What Is Sexual Coercion? Know Its Signs and How to Deal
How does it feel to do things against your will? Most times, we feel manipulated and forced when we do things imposed on us. This is basically the answer to the question, “What is sexual coercion?”
This is how it feels when you have coercion sex because you were pressured to. It is normal for partners to indulge in romantic activities in a healthy relationship, which might lead to sex because there is a mutual agreement.
This is the aspect of your life where you have the full autonomy to do what you want with your partner because they approve. However, there are some instances where people are compelled to have sex beyond their will, even to those not in relationships.
In this piece, we will be discussing extensively the question, “What is Sexual Coercion?” We will also consider sexual coercion examples, commonly used tactics, and other important details.
What does sexual coercion mean?
For those looking for sexual coercion meaning, it is defined as an unwanted sexual activity that happens when an individual is threatened, compelled, or tricked using non-physical means. The idea behind sexual coercion is to make the victim think that they owe the perpetrator sex.

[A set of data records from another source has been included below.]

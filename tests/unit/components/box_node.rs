use super::*;
use crate::components::code::CodeView;

// 10px monospace: letters are 6 x 12.5.
fn style() -> TextStyle {
    TextStyle {
        font_size: 10.0,
        ..TextStyle::default()
    }
}

#[test]
fn tree_node_pads_its_label() {
    let mut scene = Scene::monospace();
    let root = scene.root();
    let b = BoxNode::tree_node(&mut scene, root, "abc", style(), (10.0, 20.0)).unwrap();

    assert_eq!(b.size(&scene).unwrap(), Size::new(68.0, 37.5));
    assert_eq!(scene.local_bounds(b.id()).unwrap().center(), Point::new(10.0, 20.0));
    assert_eq!(b.text(&scene).unwrap(), "abc");
}

#[test]
fn box_resizes_when_text_changes() {
    let mut scene = Scene::monospace();
    let root = scene.root();
    let b = BoxNode::token_box(&mut scene, root, "ab", CodeColor::Blue, style(), (0.0, 0.0))
        .unwrap();
    assert_eq!(b.size(&scene).unwrap(), Size::new(15.0, 12.5));

    b.set_text(&mut scene, "abcd").unwrap();
    assert_eq!(b.size(&scene).unwrap(), Size::new(27.0, 12.5));
}

#[test]
fn set_color_recolors_box_and_label() {
    let mut scene = Scene::monospace();
    let root = scene.root();
    let b = BoxNode::token_box(&mut scene, root, "1", CodeColor::Blue, style(), (0.0, 0.0))
        .unwrap();
    b.set_color(&mut scene, CodeColor::Orange).unwrap();

    let NodeKind::Rect(r) = &scene.node(b.id()).unwrap().kind else {
        panic!("box is not a rect");
    };
    assert_eq!(r.fill, Some(CodeColor::Orange.background()));
    let NodeKind::Text(t) = &scene.node(b.label()).unwrap().kind else {
        panic!("label is not text");
    };
    assert_eq!(t.fill, CodeColor::Orange.text());
}

#[test]
fn adopt_reuses_stamped_highlight_in_place() {
    let mut scene = Scene::monospace();
    let root = scene.root();
    let view = CodeView::new(&mut scene, root, "ab cd", style(), (0.0, 0.0)).unwrap();
    view.set_selection(&mut scene, 3.0, 5.0).unwrap();
    let token = view.stamp_highlight(&mut scene, CodeColor::Cyan).unwrap();
    let before = scene.local_bounds(token.container).unwrap().center();

    let b = BoxNode::adopt(&mut scene, token.container, TOKEN_BOX_PAD).unwrap();
    assert_eq!(b.text(&scene).unwrap(), "cd");
    assert_eq!(b.size(&scene).unwrap(), Size::new(15.0, 12.5));
    assert_eq!(scene.local_bounds(b.id()).unwrap().center(), before);
}

#[test]
fn adopt_requires_a_text_child() {
    let mut scene = Scene::monospace();
    let root = scene.root();
    let g = scene.add(root, Node::group()).unwrap();
    assert!(BoxNode::adopt(&mut scene, g, TOKEN_BOX_PAD).is_err());
}

#[test]
fn join_to_point_ends_on_box_top() {
    let mut scene = Scene::monospace();
    let root = scene.root();
    let b = BoxNode::tree_node(&mut scene, root, "abc", style(), (0.0, 100.0)).unwrap();
    let c = b.join_to_point(&mut scene, root, (0.0, -100.0)).unwrap();

    let g = c.geometry(&scene).unwrap();
    assert_eq!(g.p0, Point::new(0.0, -100.0));
    assert_eq!(g.p3, Point::new(0.0, 100.0 - 37.5 / 2.0));
}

Usually, sexual coercion in marriage can happen over a long time when another person presses someone to have sex against their will. There is also sexual coercion in a marriage where one partner repeatedly forces the other person to have sex when they are not in the mood, using tactics like guilt-tripping, etc.
Someone who indulges in this act has sexually coercive behavior. This implies they are always cooking up strategies to have their way with anyone they want. Sexually coercive behavior is equivalent to sexual manipulation where the desire for sex makes the perpetrator think of scheming ways to enjoy sex.
Sandar Byers’ book titled Sexual Coercion in Dating Relationships talks about the latest research in sexual coercion. It also examines several crucial issues without ample research attention.
What does sexual coercion look like?
Sexual coercion refers to any unwanted sexual advances, actions or behaviors that pressure, manipulate, or force someone to engage in sexual activity. It can take many different forms, from verbal pressure to physical force.
It all boils down to being pressured against your will after repeatedly saying no to sex. It can also involve taking advantage of someone’s vulnerable position or using a position of power to coerce someone into sexual activity.
Just like Coach Christiana Njoku,
Sexual pleasure is a shared joy, not a coerced act; let mutual consent be the guiding principle of your intimacy.
Here are some common scenarios that can take the form of concerning sexual coercion
1. Threats
Someone who displays sexual coercion can be very vocal about what they would do if you don’t agree to sex. For instance, they can mention an alternative if you don’t agree with their sex demands.
Usually, these alternatives might be someone close to you, and you are quite sure that they would agree. Hence, to prevent them from carrying out their act, you might decide to sleep with them.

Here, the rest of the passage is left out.